Friday, March 11, 2016




Friday of the Fourth Week in Lent
 


(Wisdom 2:1a.12-22; John 7:1-2.10.25-30)

In their quest to understand others, people say things like that they “know where the person is coming from.”  They mean that the person’s different way of thinking can be attributed to her cultural background.  In today’s gospel the Jerusalemites think that they have Jesus figured out because he comes from Galilee.

Jesus, however, has other origins besides his Galilean upbringing.  He was sent by God to accomplish the work of human redemption.  This truth will not be patent until he rises from the dead, but his followers perceive it now.   Yet God is always acting behind the scene as it were.  The passage implies that God prohibits the authorities from arresting Jesus because, as it reads, “his hour had not yet come.”

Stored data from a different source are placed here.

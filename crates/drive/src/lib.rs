use std::sync::Arc;

use async_trait::async_trait;
use reqwest::Client;
use serde::{Deserialize, Serialize};
use thiserror::Error;
use tokio::sync::Mutex;
use tracing::{info, warn};

use shared::domain::{PuzzleStatus, SheetRef};

/// Cell that mirrors the puzzle's status inside its sheet. Solvers see it
/// at the top of the first tab.
const STATUS_CELL_RANGE: &str = "A1:B1";

#[derive(Debug, Clone, PartialEq, Eq)]
pub struct FolderRef(pub String);

#[derive(Debug, Error)]
pub enum StorageError {
    /// Transient store trouble (network, rate limit, 5xx). Retried with
    /// backoff by the coordinator.
    #[error("spreadsheet store unavailable: {0}")]
    Unavailable(String),

    /// Out of storage quota. Terminal; a human has to free space.
    #[error("storage quota exceeded")]
    QuotaExceeded,

    #[error("spreadsheet store rejected the request: {0}")]
    Rejected(String),
}

impl StorageError {
    pub fn is_transient(&self) -> bool {
        matches!(self, StorageError::Unavailable(_))
    }
}

/// Capability surface over the cloud spreadsheet store. The coordinator is
/// tested against fakes of this trait.
#[async_trait]
pub trait SpreadsheetStore: Send + Sync {
    async fn find_folder(
        &self,
        name: &str,
        parent: Option<&FolderRef>,
    ) -> Result<Option<FolderRef>, StorageError>;
    async fn create_folder(
        &self,
        name: &str,
        parent: Option<&FolderRef>,
    ) -> Result<FolderRef, StorageError>;
    async fn find_spreadsheet(
        &self,
        title: &str,
        folder: &FolderRef,
    ) -> Result<Option<SheetRef>, StorageError>;
    async fn create_spreadsheet(
        &self,
        title: &str,
        folder: &FolderRef,
        template: Option<&str>,
    ) -> Result<SheetRef, StorageError>;
    async fn move_spreadsheet(
        &self,
        sheet: &SheetRef,
        folder: &FolderRef,
    ) -> Result<SheetRef, StorageError>;
    async fn write_cell(
        &self,
        sheet: &SheetRef,
        range: &str,
        value: &str,
    ) -> Result<(), StorageError>;
    async fn list_spreadsheets(
        &self,
        folder: &FolderRef,
    ) -> Result<Vec<SheetListing>, StorageError>;
}

/// A spreadsheet listing paired with its title, for reconciliation.
#[derive(Debug, Clone)]
pub struct SheetListing {
    pub title: String,
    pub sheet: SheetRef,
}

const FOLDER_MIME: &str = "application/vnd.google-apps.folder";
const SPREADSHEET_MIME: &str = "application/vnd.google-apps.spreadsheet";

#[derive(Debug, Deserialize)]
struct ApiFile {
    id: String,
    #[serde(default)]
    title: String,
    #[serde(default)]
    parents: Vec<String>,
    #[serde(default, rename = "alternateLink")]
    alternate_link: String,
}

#[derive(Debug, Deserialize)]
struct FileList {
    items: Vec<ApiFile>,
}

#[derive(Debug, Serialize)]
struct CreateFileRequest<'a> {
    title: &'a str,
    #[serde(rename = "mimeType")]
    mime_type: &'a str,
    parents: Vec<&'a str>,
}

#[derive(Debug, Serialize)]
struct MoveFileRequest<'a> {
    parents: Vec<&'a str>,
}

#[derive(Debug, Serialize)]
struct WriteCellRequest<'a> {
    range: &'a str,
    values: Vec<Vec<&'a str>>,
}

/// REST implementation of [`SpreadsheetStore`] against a Drive-shaped API.
pub struct HttpSpreadsheetStore {
    http: Client,
    base_url: String,
    token: String,
}

impl HttpSpreadsheetStore {
    pub fn new(base_url: impl Into<String>, token: impl Into<String>) -> Self {
        Self {
            http: Client::new(),
            base_url: base_url.into(),
            token: token.into(),
        }
    }

    async fn search(&self, query: &str) -> Result<Vec<ApiFile>, StorageError> {
        let response = self
            .http
            .get(format!("{}/files", self.base_url))
            .bearer_auth(&self.token)
            .query(&[("q", query)])
            .send()
            .await
            .map_err(transport_error)?;
        let response = check_status(response).await?;
        let list: FileList = response.json().await.map_err(transport_error)?;
        Ok(list.items)
    }

    fn to_sheet_ref(file: ApiFile) -> SheetRef {
        SheetRef {
            folder_id: file.parents.into_iter().next().unwrap_or_default(),
            file_id: file.id,
            url: file.alternate_link,
        }
    }
}

fn transport_error(err: reqwest::Error) -> StorageError {
    StorageError::Unavailable(err.to_string())
}

/// 429/5xx are transient; a 403 mentioning quota is terminal capacity;
/// everything else is a plain rejection.
async fn check_status(response: reqwest::Response) -> Result<reqwest::Response, StorageError> {
    let status = response.status();
    if status.is_success() {
        return Ok(response);
    }
    let body = response.text().await.unwrap_or_default();
    if status.as_u16() == 429 || status.is_server_error() {
        return Err(StorageError::Unavailable(format!("{status}: {body}")));
    }
    if status.as_u16() == 403 && body.to_ascii_lowercase().contains("quota") {
        return Err(StorageError::QuotaExceeded);
    }
    Err(StorageError::Rejected(format!("{status}: {body}")))
}

fn escape_query_term(term: &str) -> String {
    term.replace('\'', "\\'")
}

#[async_trait]
impl SpreadsheetStore for HttpSpreadsheetStore {
    async fn find_folder(
        &self,
        name: &str,
        parent: Option<&FolderRef>,
    ) -> Result<Option<FolderRef>, StorageError> {
        let mut query = format!(
            "mimeType = '{FOLDER_MIME}' and title = '{}' and trashed = false",
            escape_query_term(name)
        );
        if let Some(parent) = parent {
            query.push_str(&format!(" and '{}' in parents", parent.0));
        }
        let found = self.search(&query).await?;
        Ok(found.into_iter().next().map(|f| FolderRef(f.id)))
    }

    async fn create_folder(
        &self,
        name: &str,
        parent: Option<&FolderRef>,
    ) -> Result<FolderRef, StorageError> {
        let response = self
            .http
            .post(format!("{}/files", self.base_url))
            .bearer_auth(&self.token)
            .json(&CreateFileRequest {
                title: name,
                mime_type: FOLDER_MIME,
                parents: parent.iter().map(|p| p.0.as_str()).collect(),
            })
            .send()
            .await
            .map_err(transport_error)?;
        let response = check_status(response).await?;
        let created: ApiFile = response.json().await.map_err(transport_error)?;
        Ok(FolderRef(created.id))
    }

    async fn find_spreadsheet(
        &self,
        title: &str,
        folder: &FolderRef,
    ) -> Result<Option<SheetRef>, StorageError> {
        let query = format!(
            "mimeType = '{SPREADSHEET_MIME}' and title = '{}' and '{}' in parents and trashed = false",
            escape_query_term(title),
            folder.0
        );
        let found = self.search(&query).await?;
        Ok(found.into_iter().next().map(Self::to_sheet_ref))
    }

    async fn create_spreadsheet(
        &self,
        title: &str,
        folder: &FolderRef,
        template: Option<&str>,
    ) -> Result<SheetRef, StorageError> {
        let url = match template {
            Some(template_id) => format!("{}/files/{template_id}/copy", self.base_url),
            None => format!("{}/files", self.base_url),
        };
        let response = self
            .http
            .post(url)
            .bearer_auth(&self.token)
            .json(&CreateFileRequest {
                title,
                mime_type: SPREADSHEET_MIME,
                parents: vec![folder.0.as_str()],
            })
            .send()
            .await
            .map_err(transport_error)?;
        let response = check_status(response).await?;
        let created: ApiFile = response.json().await.map_err(transport_error)?;
        Ok(Self::to_sheet_ref(created))
    }

    async fn move_spreadsheet(
        &self,
        sheet: &SheetRef,
        folder: &FolderRef,
    ) -> Result<SheetRef, StorageError> {
        let response = self
            .http
            .patch(format!("{}/files/{}", self.base_url, sheet.file_id))
            .bearer_auth(&self.token)
            .json(&MoveFileRequest {
                parents: vec![folder.0.as_str()],
            })
            .send()
            .await
            .map_err(transport_error)?;
        check_status(response).await?;
        Ok(SheetRef {
            folder_id: folder.0.clone(),
            ..sheet.clone()
        })
    }

    async fn write_cell(
        &self,
        sheet: &SheetRef,
        range: &str,
        value: &str,
    ) -> Result<(), StorageError> {
        let response = self
            .http
            .put(format!(
                "{}/spreadsheets/{}/values/{range}",
                self.base_url, sheet.file_id
            ))
            .bearer_auth(&self.token)
            .json(&WriteCellRequest {
                range,
                values: vec![vec!["Status", value]],
            })
            .send()
            .await
            .map_err(transport_error)?;
        check_status(response).await?;
        Ok(())
    }

    async fn list_spreadsheets(
        &self,
        folder: &FolderRef,
    ) -> Result<Vec<SheetListing>, StorageError> {
        let query = format!(
            "mimeType = '{SPREADSHEET_MIME}' and '{}' in parents and trashed = false",
            folder.0
        );
        let found = self.search(&query).await?;
        Ok(found
            .into_iter()
            .map(|file| SheetListing {
                title: file.title.clone(),
                sheet: Self::to_sheet_ref(file),
            })
            .collect())
    }
}

/// Storage-side adapter: one sheet per puzzle inside the hunt's root
/// folder, moved to an archive sub-folder when the puzzle is retired.
pub struct SheetMirror {
    store: Arc<dyn SpreadsheetStore>,
    root_folder_name: String,
    archive_folder_name: String,
    template: Option<String>,
    root_cache: Mutex<Option<FolderRef>>,
}

impl SheetMirror {
    pub fn new(
        store: Arc<dyn SpreadsheetStore>,
        root_folder_name: impl Into<String>,
        archive_folder_name: impl Into<String>,
        template: Option<String>,
    ) -> Self {
        Self {
            store,
            root_folder_name: root_folder_name.into(),
            archive_folder_name: archive_folder_name.into(),
            template,
            root_cache: Mutex::new(None),
        }
    }

    /// The hunt's root folder is provisioned by the team ahead of time, not
    /// by the bot; a missing root is a configuration problem.
    async fn root_folder(&self) -> Result<FolderRef, StorageError> {
        {
            let cached = self.root_cache.lock().await;
            if let Some(root) = cached.as_ref() {
                return Ok(root.clone());
            }
        }
        let root = self
            .store
            .find_folder(&self.root_folder_name, None)
            .await?
            .ok_or_else(|| {
                StorageError::Rejected(format!(
                    "root folder '{}' not found in the spreadsheet store",
                    self.root_folder_name
                ))
            })?;
        *self.root_cache.lock().await = Some(root.clone());
        Ok(root)
    }

    async fn archive_folder(&self) -> Result<FolderRef, StorageError> {
        let root = self.root_folder().await?;
        if let Some(folder) = self
            .store
            .find_folder(&self.archive_folder_name, Some(&root))
            .await?
        {
            return Ok(folder);
        }
        self.store
            .create_folder(&self.archive_folder_name, Some(&root))
            .await
    }

    /// Create-or-fetch by title inside the root folder. A retry after a
    /// transient failure picks up the sheet a previous attempt created
    /// instead of duplicating it.
    pub async fn create_puzzle_sheet(&self, display_name: &str) -> Result<SheetRef, StorageError> {
        let root = self.root_folder().await?;
        if let Some(existing) = self.store.find_spreadsheet(display_name, &root).await? {
            info!(title = display_name, file = %existing.file_id, "reusing existing puzzle sheet");
            return Ok(existing);
        }
        self.store
            .create_spreadsheet(display_name, &root, self.template.as_deref())
            .await
    }

    /// Idempotent move into the archive sub-folder (created lazily).
    pub async fn move_to_archive(&self, sheet: &SheetRef) -> Result<SheetRef, StorageError> {
        let archive = self.archive_folder().await?;
        if sheet.folder_id == archive.0 {
            return Ok(sheet.clone());
        }
        self.store.move_spreadsheet(sheet, &archive).await
    }

    /// Best-effort mirror write of the puzzle status into the sheet. The
    /// registry is authoritative; a failure here is logged and dropped.
    pub async fn write_status_cell(&self, sheet: &SheetRef, status: PuzzleStatus) {
        if let Err(err) = self
            .store
            .write_cell(sheet, STATUS_CELL_RANGE, status.as_str())
            .await
        {
            warn!(file = %sheet.file_id, "failed to mirror status into sheet: {err}");
        }
    }

    /// Sheets currently in the root folder, for startup reconciliation.
    /// Titles come back alongside refs so the caller can derive slugs.
    pub async fn list_puzzle_sheets(&self) -> Result<Vec<SheetListing>, StorageError> {
        let root = self.root_folder().await?;
        self.store.list_spreadsheets(&root).await
    }
}

#[cfg(test)]
#[path = "tests/lib_tests.rs"]
mod tests;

We may feel tempted to see Jesus as another human being.  We may want to say that he garnered stories of field and fishing through his experiences in Galilee.  We may credit him with heroic virtue because of an unusually strong mother.  And then we may fall in line with modernists who deny Jesus’ divinity.  If we are to maintain our Christian identity, we must resist the temptation.  The Church stakes everything on Jesus’ divine nature.  It prompted him to sacrifice all for human redemption, and it assured him of an eternal destiny.  This nature has been bestowed on us, not by birth but by the grace of Baptism.